Open-Vocabulary Prohibited Item Detection for Real-World X-Ray Security Inspection

Shuyang Lin, Tong Jia, Hao Wang, Bowen Ma, Mingyuan Li

Published: 01 Jan 2025, Last Modified: 04 Nov 2025IEEE Transactions on Information Forensics and SecurityEveryoneRevisionsCC BY-SA 4.0

Abstract: Computer-aided prohibited item detection is applied in X-ray security inspection to maintain public safety. However, existing prohibited item detectors are limited to a small set of categories in current X-ray datasets, posing potential risks to public security. Since constructing bigger datasets and annotating hundreds of categories is time-consuming and labor-intensive, scaling detectors to more categories with minimal supervision is of great importance. To this end, in this paper, we adopt an open-vocabulary object detection (OVOD) method to detect arbitrary unlabeled novel categories of prohibited item.
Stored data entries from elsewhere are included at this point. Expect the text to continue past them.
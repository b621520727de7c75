use axum::extract::FromRef;
use chrono::Utc;
use serde_json::json;
use sqlx::PgPool;
use uuid::Uuid;

use afrilingua_auth::{Claims, ClientInfo, JwtService};
use afrilingua_common::{AppError, ApprovalStatus, AuditAction, UserRole};
use afrilingua_database::{
    audit::{self, AuditEntry},
    Course, Lesson,
};

use crate::config::AppConfig;
use crate::models::*;

#[derive(Clone)]
pub struct AppState {
    pub db_pool: PgPool,
    pub jwt_service: JwtService,
    pub config: AppConfig,
}

impl AppState {
    pub fn new(db_pool: PgPool, config: AppConfig) -> Result<Self, AppError> {
        Ok(Self {
            jwt_service: JwtService::new(&config.jwt),
            db_pool,
            config,
        })
    }
}

impl FromRef<AppState> for JwtService {
    fn from_ref(state: &AppState) -> Self {
        state.jwt_service.clone()
    }
}

/// Who is asking. Anonymous callers only ever see published courses.
#[derive(Debug, Clone, Copy, Default)]
pub struct Viewer {
    pub user_id: Option<Uuid>,
    pub is_admin: bool,
}

impl Viewer {
    pub fn from_claims(claims: Option<&Claims>) -> Self {
        match claims {
            Some(claims) => Self {
                user_id: Some(claims.user_id()),
                is_admin: claims.is_admin(),
            },
            None => Self::default(),
        }
    }

    fn can_see(&self, course: &Course) -> bool {
        course.is_published || self.is_admin || self.user_id == Some(course.created_by)
    }
}

fn ensure_owner_or_admin(course: &Course, claims: &Claims) -> Result<(), AppError> {
    if claims.is_admin() || course.created_by == claims.user_id() {
        Ok(())
    } else {
        Err(AppError::Authorization(
            "Only the course owner or an admin can modify this course".to_string(),
        ))
    }
}

pub struct CourseService {
    db_pool: PgPool,
}

impl CourseService {
    pub fn new(state: &AppState) -> Self {
        Self {
            db_pool: state.db_pool.clone(),
        }
    }

    async fn find_course(&self, course_id: Uuid) -> Result<Course, AppError> {
        sqlx::query_as::<_, Course>("SELECT * FROM courses WHERE course_id = $1")
            .bind(course_id)
            .fetch_optional(&self.db_pool)
            .await?
            .ok_or_else(|| AppError::NotFound("Course not found".to_string()))
    }

    /// Like `find_course`, but drafts are reported missing to anyone who may
    /// not see them.
    async fn visible_course(&self, course_id: Uuid, viewer: Viewer) -> Result<Course, AppError> {
        let course = self.find_course(course_id).await?;
        if viewer.can_see(&course) {
            Ok(course)
        } else {
            Err(AppError::NotFound("Course not found".to_string()))
        }
    }

    async fn find_lesson(&self, lesson_id: Uuid) -> Result<Lesson, AppError> {
        sqlx::query_as::<_, Lesson>("SELECT * FROM lessons WHERE lesson_id = $1")
            .bind(lesson_id)
            .fetch_optional(&self.db_pool)
            .await?
            .ok_or_else(|| AppError::NotFound("Lesson not found".to_string()))
    }

    async fn lessons_of(&self, course_id: Uuid) -> Result<Vec<Lesson>, AppError> {
        let lessons = sqlx::query_as::<_, Lesson>(
            "SELECT * FROM lessons WHERE course_id = $1 ORDER BY position ASC, created_at ASC",
        )
        .bind(course_id)
        .fetch_all(&self.db_pool)
        .await?;
        Ok(lessons)
    }

    // Courses

    pub async fn list_courses(
        &self,
        viewer: Viewer,
        query: CourseListQuery,
    ) -> Result<Vec<CourseSummary>, AppError> {
        let courses = sqlx::query_as::<_, CourseSummary>(
            r#"
            SELECT c.*,
                   (SELECT COUNT(*) FROM lessons l WHERE l.course_id = c.course_id) AS lesson_count
            FROM courses c
            WHERE ($1::TEXT IS NULL OR c.category = $1)
              AND ($2::UUID IS NULL OR c.created_by = $2)
              AND (c.is_published OR $3 OR c.created_by = $4)
            ORDER BY c.created_at DESC
            "#,
        )
        .bind(query.category.map(|c| c.as_str()))
        .bind(query.created_by)
        .bind(viewer.is_admin)
        .bind(viewer.user_id)
        .fetch_all(&self.db_pool)
        .await?;

        Ok(courses)
    }

    pub async fn get_course(&self, course_id: Uuid, viewer: Viewer) -> Result<CourseDetail, AppError> {
        let course = self.visible_course(course_id, viewer).await?;
        let lessons = self.lessons_of(course_id).await?;

        Ok(CourseDetail {
            course,
            lesson_count: lessons.len(),
            lessons,
        })
    }

    pub async fn create_course(
        &self,
        claims: &Claims,
        request: CreateCourseRequest,
        client: &ClientInfo,
    ) -> Result<Course, AppError> {
        validate_price(Some(request.price))?;

        if claims.role == UserRole::Tutor {
            let approval = sqlx::query_scalar::<_, String>(
                "SELECT approval_status FROM tutor_profiles WHERE user_id = $1",
            )
            .bind(claims.user_id())
            .fetch_optional(&self.db_pool)
            .await?;

            if approval.as_deref() != Some(ApprovalStatus::Approved.as_str()) {
                return Err(AppError::Authorization(
                    "Only approved tutors can create courses".to_string(),
                ));
            }
        }

        let now = Utc::now();
        let mut tx = self.db_pool.begin().await?;

        let course = sqlx::query_as::<_, Course>(
            r#"
            INSERT INTO courses
                (course_id, title, description, category, image_url, created_by, price,
                 is_published, created_at, updated_at)
            VALUES ($1, $2, $3, $4, $5, $6, $7, $8, $9, $9)
            RETURNING *
            "#,
        )
        .bind(Uuid::new_v4())
        .bind(request.title.trim())
        .bind(&request.description)
        .bind(request.category.as_str())
        .bind(&request.image_url)
        .bind(claims.user_id())
        .bind(request.price)
        .bind(request.is_published)
        .bind(now)
        .fetch_one(&mut *tx)
        .await?;

        if claims.role == UserRole::Tutor {
            sqlx::query(
                "UPDATE tutor_profiles SET courses_taught = courses_taught + 1, updated_at = $2 WHERE user_id = $1",
            )
            .bind(claims.user_id())
            .bind(now)
            .execute(&mut *tx)
            .await?;
        }

        audit::record(
            &mut *tx,
            &AuditEntry::new(
                Some(claims.user_id()),
                AuditAction::CourseCreated,
                format!("Created course {}", course.title),
            )
            .client(client)
            .metadata(json!({ "course_id": course.course_id })),
        )
        .await?;

        tx.commit().await?;

        tracing::info!("Course {} created by {}", course.course_id, claims.user_id());
        Ok(course)
    }

    pub async fn update_course(
        &self,
        claims: &Claims,
        course_id: Uuid,
        request: UpdateCourseRequest,
        client: &ClientInfo,
    ) -> Result<Course, AppError> {
        validate_price(request.price)?;

        let course = self.find_course(course_id).await?;
        ensure_owner_or_admin(&course, claims)?;

        let mut tx = self.db_pool.begin().await?;

        let updated = sqlx::query_as::<_, Course>(
            r#"
            UPDATE courses SET
                title = COALESCE($2, title),
                description = COALESCE($3, description),
                category = COALESCE($4, category),
                image_url = COALESCE($5, image_url),
                price = COALESCE($6, price),
                is_published = COALESCE($7, is_published),
                updated_at = $8
            WHERE course_id = $1
            RETURNING *
            "#,
        )
        .bind(course_id)
        .bind(request.title.as_deref().map(str::trim))
        .bind(&request.description)
        .bind(request.category.map(|c| c.as_str()))
        .bind(&request.image_url)
        .bind(request.price)
        .bind(request.is_published)
        .bind(Utc::now())
        .fetch_one(&mut *tx)
        .await?;

        audit::record(
            &mut *tx,
            &AuditEntry::new(
                Some(claims.user_id()),
                AuditAction::CourseUpdated,
                format!("Updated course {}", updated.title),
            )
            .client(client)
            .metadata(json!({ "course_id": course_id })),
        )
        .await?;

        tx.commit().await?;
        Ok(updated)
    }

    // Lessons

    pub async fn list_lessons(&self, course_id: Uuid, viewer: Viewer) -> Result<Vec<Lesson>, AppError> {
        self.visible_course(course_id, viewer).await?;
        self.lessons_of(course_id).await
    }

    pub async fn create_lesson(
        &self,
        claims: &Claims,
        course_id: Uuid,
        request: CreateLessonRequest,
    ) -> Result<Lesson, AppError> {
        let course = self.find_course(course_id).await?;
        ensure_owner_or_admin(&course, claims)?;

        let lesson = sqlx::query_as::<_, Lesson>(
            r#"
            INSERT INTO lessons
                (lesson_id, course_id, title, content, video_url, file_url, duration_minutes,
                 position, created_at, updated_at)
            VALUES ($1, $2, $3, $4, $5, $6, $7, $8, $9, $9)
            RETURNING *
            "#,
        )
        .bind(Uuid::new_v4())
        .bind(course_id)
        .bind(request.title.trim())
        .bind(&request.content)
        .bind(&request.video_url)
        .bind(&request.file_url)
        .bind(request.duration_minutes)
        .bind(request.order)
        .bind(Utc::now())
        .fetch_one(&self.db_pool)
        .await?;

        tracing::info!("Lesson {} added to course {}", lesson.lesson_id, course_id);
        Ok(lesson)
    }

    pub async fn get_lesson(&self, lesson_id: Uuid, viewer: Viewer) -> Result<Lesson, AppError> {
        let lesson = self.find_lesson(lesson_id).await?;
        let course = self.find_course(lesson.course_id).await?;
        if !viewer.can_see(&course) {
            return Err(AppError::NotFound("Lesson not found".to_string()));
        }
        Ok(lesson)
    }

    pub async fn update_lesson(
        &self,
        claims: &Claims,
        lesson_id: Uuid,
        request: UpdateLessonRequest,
    ) -> Result<Lesson, AppError> {
        let lesson = self.find_lesson(lesson_id).await?;
        let course = self.find_course(lesson.course_id).await?;
        ensure_owner_or_admin(&course, claims)?;

        let updated = sqlx::query_as::<_, Lesson>(
            r#"
            UPDATE lessons SET
                title = COALESCE($2, title),
                content = COALESCE($3, content),
                video_url = COALESCE($4, video_url),
                file_url = COALESCE($5, file_url),
                duration_minutes = COALESCE($6, duration_minutes),
                position = COALESCE($7, position),
                updated_at = $8
            WHERE lesson_id = $1
            RETURNING *
            "#,
        )
        .bind(lesson_id)
        .bind(request.title.as_deref().map(str::trim))
        .bind(&request.content)
        .bind(&request.video_url)
        .bind(&request.file_url)
        .bind(request.duration_minutes)
        .bind(request.order)
        .bind(Utc::now())
        .fetch_one(&self.db_pool)
        .await?;

        Ok(updated)
    }
}

#[cfg(test)]
mod tests {
    use super::*;
    use rust_decimal::Decimal;

    fn course(created_by: Uuid, is_published: bool) -> Course {
        let now = Utc::now();
        Course {
            course_id: Uuid::new_v4(),
            title: "Conversational Swahili".to_string(),
            description: "Everyday phrases".to_string(),
            category: "language".to_string(),
            image_url: None,
            created_by,
            price: Decimal::ZERO,
            is_published,
            created_at: now,
            updated_at: now,
        }
    }

    #[test]
    fn drafts_are_hidden_from_strangers() {
        let owner = Uuid::new_v4();
        let draft = course(owner, false);

        assert!(!Viewer::default().can_see(&draft));
        assert!(!Viewer { user_id: Some(Uuid::new_v4()), is_admin: false }.can_see(&draft));
        assert!(Viewer { user_id: Some(owner), is_admin: false }.can_see(&draft));
        assert!(Viewer { user_id: None, is_admin: true }.can_see(&draft));
        assert!(Viewer::default().can_see(&course(owner, true)));
    }
}
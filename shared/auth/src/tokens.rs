//! Single-use tokens for email verification and password reset.
//!
//! A token is an opaque random string plus the instant it was issued. It
//! verifies when the candidate matches exactly and `now <= created_at + ttl`.
//! Callers clear both columns once a verification succeeds.

use chrono::{DateTime, Duration, Utc};
use rand::{distributions::Alphanumeric, Rng};

use afrilingua_common::AppError;

const TOKEN_LENGTH: usize = 48;

pub fn generate_token_value() -> String {
    rand::thread_rng()
        .sample_iter(&Alphanumeric)
        .take(TOKEN_LENGTH)
        .map(char::from)
        .collect()
}

#[derive(Debug, Clone, PartialEq, Eq)]
pub enum TokenCheck {
    Valid,
    Mismatch,
    Expired,
}

#[derive(Debug, Clone)]
pub struct OneTimeToken {
    pub value: String,
    pub created_at: DateTime<Utc>,
}

impl OneTimeToken {
    pub fn issue(now: DateTime<Utc>) -> Self {
        Self {
            value: generate_token_value(),
            created_at: now,
        }
    }

    /// Rebuilds a token from its nullable columns. Either column missing means
    /// there is no outstanding token.
    pub fn from_columns(value: Option<String>, created_at: Option<DateTime<Utc>>) -> Option<Self> {
        match (value, created_at) {
            (Some(value), Some(created_at)) => Some(Self { value, created_at }),
            _ => None,
        }
    }

    pub fn expires_at(&self, ttl: Duration) -> DateTime<Utc> {
        self.created_at + ttl
    }

    pub fn check(&self, candidate: &str, now: DateTime<Utc>, ttl: Duration) -> TokenCheck {
        if self.value != candidate {
            return TokenCheck::Mismatch;
        }
        if now > self.expires_at(ttl) {
            return TokenCheck::Expired;
        }
        TokenCheck::Valid
    }

    pub fn verify(&self, candidate: &str, now: DateTime<Utc>, ttl: Duration) -> Result<(), AppError> {
        match self.check(candidate, now, ttl) {
            TokenCheck::Valid => Ok(()),
            TokenCheck::Mismatch => Err(AppError::Validation("Invalid token".to_string())),
            TokenCheck::Expired => Err(AppError::Validation("Token has expired".to_string())),
        }
    }
}

#[cfg(test)]
mod tests {
    use super::*;

    fn issued_at_noon() -> OneTimeToken {
        let created_at = DateTime::parse_from_rfc3339("2024-05-01T12:00:00Z")
            .unwrap()
            .with_timezone(&Utc);
        OneTimeToken { value: "abc123".to_string(), created_at }
    }

    #[test]
    fn generated_values_are_long_and_distinct() {
        let a = generate_token_value();
        let b = generate_token_value();
        assert_eq!(a.len(), TOKEN_LENGTH);
        assert_ne!(a, b);
    }

    #[test]
    fn valid_up_to_and_including_expiry_instant() {
        let token = issued_at_noon();
        let ttl = Duration::minutes(60);
        let expiry = token.created_at + ttl;

        assert_eq!(token.check("abc123", token.created_at, ttl), TokenCheck::Valid);
        assert_eq!(token.check("abc123", expiry, ttl), TokenCheck::Valid);
        assert_eq!(
            token.check("abc123", expiry + Duration::seconds(1), ttl),
            TokenCheck::Expired
        );
    }

    #[test]
    fn wrong_value_never_verifies() {
        let token = issued_at_noon();
        assert_eq!(
            token.check("abc124", token.created_at, Duration::days(1)),
            TokenCheck::Mismatch
        );
        assert!(token.verify("", token.created_at, Duration::days(1)).is_err());
    }

    #[test]
    fn missing_column_means_no_token() {
        assert!(OneTimeToken::from_columns(Some("x".into()), None).is_none());
        assert!(OneTimeToken::from_columns(None, Some(Utc::now())).is_none());
        assert!(OneTimeToken::from_columns(Some("x".into()), Some(Utc::now())).is_some());
    }
}
use serde::{Deserialize, Serialize};
use chrono::{DateTime, Utc};

/// Declares a snake_case enum that is stored as TEXT in Postgres.
///
/// Rows keep the raw string; services convert with `FromStr` / `as_str`.
macro_rules! text_enum {
    ($(#[$meta:meta])* $name:ident { $($variant:ident => $text:literal),+ $(,)? }) => {
        $(#[$meta])*
        #[derive(Debug, Clone, Copy, PartialEq, Eq, Hash, Serialize, Deserialize)]
        pub enum $name {
            $(#[serde(rename = $text)] $variant),+
        }

        impl $name {
            pub fn as_str(&self) -> &'static str {
                match self {
                    $($name::$variant => $text),+
                }
            }
        }

        impl std::str::FromStr for $name {
            type Err = crate::AppError;

            fn from_str(value: &str) -> Result<Self, Self::Err> {
                match value {
                    $($text => Ok($name::$variant),)+
                    other => Err(crate::AppError::Validation(format!(
                        "Unknown {} value: {}",
                        stringify!($name),
                        other
                    ))),
                }
            }
        }

        impl std::fmt::Display for $name {
            fn fmt(&self, f: &mut std::fmt::Formatter<'_>) -> std::fmt::Result {
                f.write_str(self.as_str())
            }
        }
    };
}

text_enum!(UserRole {
    Student => "student",
    Tutor => "tutor",
    Admin => "admin",
});

text_enum!(
    /// Admin gate in front of a tutor becoming bookable.
    ApprovalStatus {
        Pending => "pending",
        Approved => "approved",
        Rejected => "rejected",
    }
);

text_enum!(CourseCategory {
    Mathematics => "mathematics",
    Science => "science",
    Language => "language",
    Programming => "programming",
    Business => "business",
    Arts => "arts",
    Music => "music",
    Other => "other",
});

text_enum!(BookingStatus {
    Pending => "pending",
    Paid => "paid",
    Confirmed => "confirmed",
    Completed => "completed",
    Cancelled => "cancelled",
    Refunded => "refunded",
});

impl BookingStatus {
    /// Forward path is pending → paid → confirmed → completed; cancelled and
    /// refunded are terminal off-ramps.
    pub fn can_transition_to(&self, next: BookingStatus) -> bool {
        use BookingStatus::*;
        matches!(
            (self, next),
            (Pending, Paid)
                | (Paid, Confirmed)
                | (Confirmed, Completed)
                | (Pending, Cancelled)
                | (Paid, Refunded)
                | (Confirmed, Refunded)
        )
    }

    pub fn is_terminal(&self) -> bool {
        matches!(
            self,
            BookingStatus::Completed | BookingStatus::Cancelled | BookingStatus::Refunded
        )
    }

    /// Whether money has been collected for the booking.
    pub fn is_paid(&self) -> bool {
        matches!(self, BookingStatus::Paid | BookingStatus::Confirmed)
    }
}

text_enum!(LessonStatus {
    Scheduled => "scheduled",
    Completed => "completed",
    Cancelled => "cancelled",
});

text_enum!(SubscriptionStatus {
    Active => "active",
    Paused => "paused",
    Canceled => "canceled",
    Expired => "expired",
});

impl SubscriptionStatus {
    /// Active and paused subscriptions occupy the (student, tutor) slot.
    pub fn is_live(&self) -> bool {
        matches!(self, SubscriptionStatus::Active | SubscriptionStatus::Paused)
    }
}

text_enum!(PaymentProvider {
    Stripe => "stripe",
    PayPal => "paypal",
    Wise => "wise",
});

text_enum!(PaymentStatus {
    Pending => "pending",
    Processing => "processing",
    Succeeded => "succeeded",
    Failed => "failed",
    Refunded => "refunded",
});

text_enum!(WithdrawalStatus {
    Pending => "pending",
    Approved => "approved",
    Processing => "processing",
    Completed => "completed",
    Rejected => "rejected",
});

impl WithdrawalStatus {
    pub fn can_transition_to(&self, next: WithdrawalStatus) -> bool {
        use WithdrawalStatus::*;
        matches!(
            (self, next),
            (Pending, Approved)
                | (Approved, Processing)
                | (Processing, Completed)
                | (Pending, Rejected)
                | (Approved, Rejected)
        )
    }
}

text_enum!(PayoutMethod {
    PayPal => "paypal",
    Wise => "wise",
    BankTransfer => "bank_transfer",
});

text_enum!(
    /// Kind of a wallet ledger entry.
    LedgerEntryType {
        Earning => "earning",
        Release => "release",
        Withdrawal => "withdrawal",
        WithdrawalReversal => "withdrawal_reversal",
        Refund => "refund",
    }
);

text_enum!(NotificationType {
    Email => "email",
    InApp => "in_app",
    Both => "both",
});

text_enum!(NotificationCategory {
    TutorApproval => "tutor_approval",
    Booking => "booking",
    Payment => "payment",
    Message => "message",
    Withdrawal => "withdrawal",
    Lesson => "lesson",
    Reminder => "reminder",
    General => "general",
});

text_enum!(AuditAction {
    Login => "login",
    Logout => "logout",
    ProfileUpdate => "profile_update",
    BookingCreated => "booking_created",
    BookingCancelled => "booking_cancelled",
    PaymentMade => "payment_made",
    WithdrawalRequested => "withdrawal_requested",
    WithdrawalProcessed => "withdrawal_processed",
    CourseCreated => "course_created",
    CourseUpdated => "course_updated",
    TutorApproved => "tutor_approved",
    TutorRejected => "tutor_rejected",
});

// Common response wrapper
#[derive(Debug, Serialize, Deserialize)]
pub struct ApiResponse<T> {
    pub success: bool,
    pub data: Option<T>,
    pub error: Option<String>,
    #[serde(default, skip_serializing_if = "Option::is_none")]
    pub details: Option<serde_json::Value>,
    pub timestamp: DateTime<Utc>,
}

impl<T> ApiResponse<T> {
    pub fn success(data: T) -> Self {
        Self {
            success: true,
            data: Some(data),
            error: None,
            details: None,
            timestamp: Utc::now(),
        }
    }

    pub fn error(message: String) -> Self {
        Self {
            success: false,
            data: None,
            error: Some(message),
            details: None,
            timestamp: Utc::now(),
        }
    }

    pub fn with_details(mut self, details: serde_json::Value) -> Self {
        self.details = Some(details);
        self
    }
}

/// Plain acknowledgement payload for endpoints that only report an outcome.
#[derive(Debug, Serialize, Deserialize)]
pub struct MessageResponse {
    pub message: String,
}

impl MessageResponse {
    pub fn new(message: impl Into<String>) -> Self {
        Self { message: message.into() }
    }
}

#[cfg(test)]
mod tests {
    use super::*;
    use std::str::FromStr;

    #[test]
    fn booking_forward_path_is_linear() {
        assert!(BookingStatus::Pending.can_transition_to(BookingStatus::Paid));
        assert!(BookingStatus::Paid.can_transition_to(BookingStatus::Confirmed));
        assert!(BookingStatus::Confirmed.can_transition_to(BookingStatus::Completed));

        assert!(!BookingStatus::Pending.can_transition_to(BookingStatus::Confirmed));
        assert!(!BookingStatus::Completed.can_transition_to(BookingStatus::Refunded));
        assert!(!BookingStatus::Cancelled.can_transition_to(BookingStatus::Pending));
    }

    #[test]
    fn only_collected_bookings_are_refunded() {
        assert!(BookingStatus::Paid.can_transition_to(BookingStatus::Refunded));
        assert!(!BookingStatus::Pending.can_transition_to(BookingStatus::Refunded));
        assert!(!BookingStatus::Paid.can_transition_to(BookingStatus::Cancelled));
    }

    #[test]
    fn withdrawal_rejection_only_before_processing() {
        assert!(WithdrawalStatus::Approved.can_transition_to(WithdrawalStatus::Rejected));
        assert!(!WithdrawalStatus::Processing.can_transition_to(WithdrawalStatus::Rejected));
        assert!(!WithdrawalStatus::Completed.can_transition_to(WithdrawalStatus::Rejected));
    }

    #[test]
    fn text_enums_parse_their_column_values() {
        assert_eq!(UserRole::from_str("tutor").unwrap(), UserRole::Tutor);
        assert_eq!(PayoutMethod::BankTransfer.as_str(), "bank_transfer");
        assert!(SubscriptionStatus::from_str("cancelled").is_err());
    }

    #[test]
    fn enums_serialize_snake_case() {
        let json = serde_json::to_string(&NotificationType::InApp).unwrap();
        assert_eq!(json, "\"in_app\"");

        let provider: PaymentProvider = serde_json::from_str("\"paypal\"").unwrap();
        assert_eq!(provider, PaymentProvider::PayPal);
    }
}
OVOD methods typically rely on datasets with caption annotations, which are lacking in the domain of prohibited item detection. To support the research on OVOD in X-ray security inspection scenarios, we contribute PIXray Caption dataset, the first X-ray dataset with image-caption pair annotations, which could benchmark and facilitate researches in the community. Further, we propose a novel Open-Vocabulary Prohibited Item Detection (OVPID) network to leverage textual information from captions. OVPID contains two core modules, i.e., Interference Resistant Module (IRM) and Prediction Module (PM). Specifically, IRM includes two submodules, namely Edge Perception (EP) and Foreground Activation (FA), which are designed to address the dilemma of interference caused by overlapping problem and complex background in X-ray images. PM consists of two branches for classification and localization. In classification branch, PM generates more accurate prompts for X-ray dataset via large multimodal model (LMM). In localization branch, PM aligns the student embeddings with both teacher and caption embeddings. Extensive experiments on PIXray Caption dataset demonstrate that OVPID outperforms other OVOD methods by delivering a higher accuracy on novel categories.

External IDs:doi:10.1109/tifs.2025.3586492